* EXERCISE AIM:
Among the records, which lines include "None"? List them.

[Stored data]
BEGIN
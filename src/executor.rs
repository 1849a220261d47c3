use crate::data_model::ExtractionMetrics;
use crate::error::{BatchError, Result};
use async_trait::async_trait;
use std::path::{Path, PathBuf};
use tracing::{debug, warn};

/// Runs one document through extraction and reports what it found.
///
/// The orchestrator calls this concurrently from several jobs, so
/// implementations must be safe to share. An `Err` marks the document Failed
/// with the error's display text; a panic is caught and treated the same way.
#[async_trait]
pub trait DocumentProcessor: Send + Sync {
    async fn process(&self, path: &Path) -> Result<ExtractionMetrics>;
}

/// A text span found by an extraction stage, tagged with its paragraph.
#[derive(Debug, Clone, PartialEq, Eq)]
pub struct Mention {
    pub text: String,
    pub paragraph: usize,
}

/// Working state threaded through the stages for one document.
#[derive(Debug, Clone, Default)]
pub struct ExtractionContext {
    pub path: PathBuf,
    pub paragraphs: Vec<String>,
    pub entities: Vec<Mention>,
    pub citations: Vec<Mention>,
    pub relationships_created: usize,
}

impl ExtractionContext {
    pub fn new(path: &Path) -> Self {
        Self {
            path: path.to_path_buf(),
            ..Default::default()
        }
    }

    pub fn metrics(&self) -> ExtractionMetrics {
        ExtractionMetrics {
            entities_found: self.entities.len(),
            citations_found: self.citations.len(),
            relationships_created: self.relationships_created,
        }
    }
}

// Use async_trait for async stages
#[async_trait]
pub trait ExtractionStage: Send + Sync {
    fn name(&self) -> &'static str; // For logging/error reporting

    async fn process(&self, context: ExtractionContext) -> Result<ExtractionContext>;
}

/// A `DocumentProcessor` built from an ordered list of stages.
pub struct StagedProcessor {
    pub(crate) stages: Vec<Box<dyn ExtractionStage>>,
}

impl StagedProcessor {
    pub fn new(stages: Vec<Box<dyn ExtractionStage>>) -> Self {
        if stages.is_empty() {
            warn!("Extraction pipeline created with no stages.");
        }
        StagedProcessor { stages }
    }

    pub fn stage_names(&self) -> Vec<&'static str> {
        self.stages.iter().map(|stage| stage.name()).collect()
    }

    pub async fn run_single_async(&self, initial: ExtractionContext) -> Result<ExtractionContext> {
        let mut current = initial;
        for stage in &self.stages {
            debug!(path = %current.path.display(), "Running extraction stage: {}", stage.name());
            current = stage
                .process(current)
                .await
                .map_err(|e| BatchError::StageError {
                    stage_name: stage.name().to_string(),
                    source: Box::new(e),
                })?;
        }
        Ok(current)
    }
}

#[async_trait]
impl DocumentProcessor for StagedProcessor {
    async fn process(&self, path: &Path) -> Result<ExtractionMetrics> {
        let context = self.run_single_async(ExtractionContext::new(path)).await?;
        Ok(context.metrics())
    }
}
// src/bin/ingest.rs

use clap::Parser;
use std::fs;
use std::path::{Path, PathBuf};
use std::process::ExitCode;
use std::sync::Arc;
use tracing::{error, info, warn};

use GraphBlaster::config::cli::Args;
use GraphBlaster::config::{load_batch_config, BatchConfig, ProgressMode};
use GraphBlaster::data_model::{BatchResult, SourceDocument};
use GraphBlaster::error::Result;
use GraphBlaster::orchestrator::BatchOrchestrator;
use GraphBlaster::pipeline::build_processor_from_config;
use GraphBlaster::progress::{LogSink, NoopSink, ProgressBarSink, ProgressSink};
use GraphBlaster::shutdown::ShutdownController;
use GraphBlaster::utils::{init_tracing, setup_prometheus_metrics};

fn load_config(args: &Args) -> Result<BatchConfig> {
    let mut config = match &args.config {
        Some(path) => load_batch_config(path)?,
        None => BatchConfig::default(),
    };
    args.apply_overrides(&mut config);
    config.validate()?;
    Ok(config)
}

fn matches_extension(path: &Path, extensions: &[String]) -> bool {
    let Some(ext) = path.extension().and_then(|e| e.to_str()) else {
        return false;
    };
    extensions
        .iter()
        .any(|wanted| wanted.trim_start_matches('.').eq_ignore_ascii_case(ext))
}

/// Expands the inputs into documents. Files are taken as given (a missing
/// file is kept so the run reports it); directories contribute their direct
/// children with a matching extension, in name order.
fn collect_documents(inputs: &[PathBuf], extensions: &[String]) -> Result<Vec<SourceDocument>> {
    let mut documents = Vec::new();
    for input in inputs {
        if !input.is_dir() {
            documents.push(SourceDocument::from_path(input));
            continue;
        }
        let mut children: Vec<PathBuf> = fs::read_dir(input)?
            .filter_map(|entry| entry.ok().map(|e| e.path()))
            .filter(|path| path.is_file() && matches_extension(path, extensions))
            .collect();
        children.sort();
        info!(dir = %input.display(), found = children.len(), "Scanned input directory");
        documents.extend(children.into_iter().map(SourceDocument::from_path));
    }
    Ok(documents)
}

fn progress_sink(mode: ProgressMode, total: usize) -> Arc<dyn ProgressSink> {
    match mode {
        ProgressMode::Bar => Arc::new(ProgressBarSink::new(total as u64)),
        ProgressMode::Log => Arc::new(LogSink),
        ProgressMode::Off => Arc::new(NoopSink),
    }
}

/// First Ctrl-C stops admission, the second forces shutdown.
fn spawn_signal_handler(shutdown: Arc<ShutdownController>) {
    tokio::spawn(async move {
        if tokio::signal::ctrl_c().await.is_err() {
            return;
        }
        warn!("Ctrl-C received: finishing running documents. Press Ctrl-C again to stop now.");
        shutdown.request_shutdown();

        if tokio::signal::ctrl_c().await.is_err() {
            return;
        }
        warn!("Second Ctrl-C received: forcing shutdown.");
        shutdown.force_shutdown().await;
    });
}

fn write_report(path: &Path, result: &BatchResult) -> Result<()> {
    let json = serde_json::to_string_pretty(result)?;
    fs::write(path, json)?;
    info!(path = %path.display(), "Wrote batch report");
    Ok(())
}

#[tokio::main]
async fn main() -> Result<ExitCode> {
    // Parse command-line arguments
    let args = Args::parse();
    let config = load_config(&args)?;
    let _log_guard = init_tracing(config.log_dir.as_deref());

    if args.validate_config {
        info!(
            stages = config.pipeline.len(),
            concurrency = config.concurrency,
            "Configuration is valid."
        );
        return Ok(ExitCode::SUCCESS);
    }

    // Setup Prometheus Metrics Endpoint
    if let Err(e) = setup_prometheus_metrics(config.metrics_port).await {
        error!("Failed to start Prometheus metrics endpoint: {}", e);
    }

    let documents = collect_documents(&args.inputs, &args.extensions)?;
    if documents.is_empty() {
        info!("No documents matched the inputs. Exiting.");
        return Ok(ExitCode::SUCCESS);
    }
    info!(
        documents = documents.len(),
        concurrency = config.concurrency,
        "Ingestion started."
    );

    let pipeline = build_processor_from_config(&config.pipeline)?;
    let orchestrator = BatchOrchestrator::from_config(
        Arc::new(pipeline.processor),
        &config,
        pipeline.cleanup_handlers,
    )
    .with_progress_sink(progress_sink(config.progress, documents.len()));
    spawn_signal_handler(orchestrator.shutdown_handle());

    let result = orchestrator.run(documents, config.concurrency).await?;

    let stats = orchestrator.get_stats();
    info!(
        peak_memory_mb = stats.peak_memory_mb(),
        reclamation_hints = stats.reclamation_hints,
        "Memory summary"
    );
    for task in result.tasks.iter().filter(|t| t.error_message.is_some()) {
        warn!(
            doc_id = %task.id,
            status = %task.status,
            "{}",
            task.error_message.as_deref().unwrap_or_default()
        );
    }

    if let Some(path) = &args.report {
        if let Err(e) = write_report(path, &result) {
            error!("Failed to write batch report: {}", e);
        }
    }

    if result.failed > 0 || result.forced {
        return Ok(ExitCode::FAILURE);
    }
    if result.cancelled > 0 {
        // Interrupted before every document was attempted.
        return Ok(ExitCode::from(130));
    }
    Ok(ExitCode::SUCCESS)
}
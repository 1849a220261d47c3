// src/utils/logging.rs

use std::path::Path;
use tracing_appender::non_blocking::WorkerGuard;
use tracing_subscriber::{fmt, layer::SubscriberExt, util::SubscriberInitExt, EnvFilter};

pub const LOG_FILE_PREFIX: &str = "graphblaster.log";

/// Installs the global subscriber.
///
/// Console output is always on. With a `log_dir`, a JSON copy of every event
/// also goes to a daily-rolling file; the returned guard must be held until
/// exit or buffered lines are lost. Calling this twice keeps the first
/// subscriber.
pub fn init_tracing(log_dir: Option<&Path>) -> Option<WorkerGuard> {
    // Default to info if RUST_LOG is not set
    let filter = EnvFilter::try_from_default_env().unwrap_or_else(|_| EnvFilter::new("info"));
    let console_layer = fmt::layer().with_target(false);

    match log_dir {
        Some(dir) => {
            let appender = tracing_appender::rolling::daily(dir, LOG_FILE_PREFIX);
            let (writer, guard) = tracing_appender::non_blocking(appender);
            let file_layer = fmt::layer().json().with_writer(writer);
            let _ = tracing_subscriber::registry()
                .with(filter)
                .with(console_layer)
                .with(file_layer)
                .try_init();
            Some(guard)
        }
        None => {
            let _ = tracing_subscriber::registry()
                .with(filter)
                .with(console_layer)
                .try_init();
            None
        }
    }
}
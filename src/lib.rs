#![allow(non_snake_case)]

// Declare the modules that form the library's public API.
// Binaries reach them through `use GraphBlaster::module_name;`
pub mod config;
pub mod data_model;
pub mod error;
pub mod executor;
pub mod monitor;
pub mod orchestrator;
pub mod pipeline;
pub mod progress;
pub mod scheduler;
pub mod shutdown;
pub mod stats;
pub mod utils;

pub use data_model::{BatchResult, DocumentTask, ProgressSnapshot, SourceDocument, TaskStatus};
pub use error::{BatchError, Result};
pub use executor::DocumentProcessor;
pub use orchestrator::BatchOrchestrator;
END
* RESULT FOR THIS TASK:
        None => BatchConfig::default(),
        None => {
            None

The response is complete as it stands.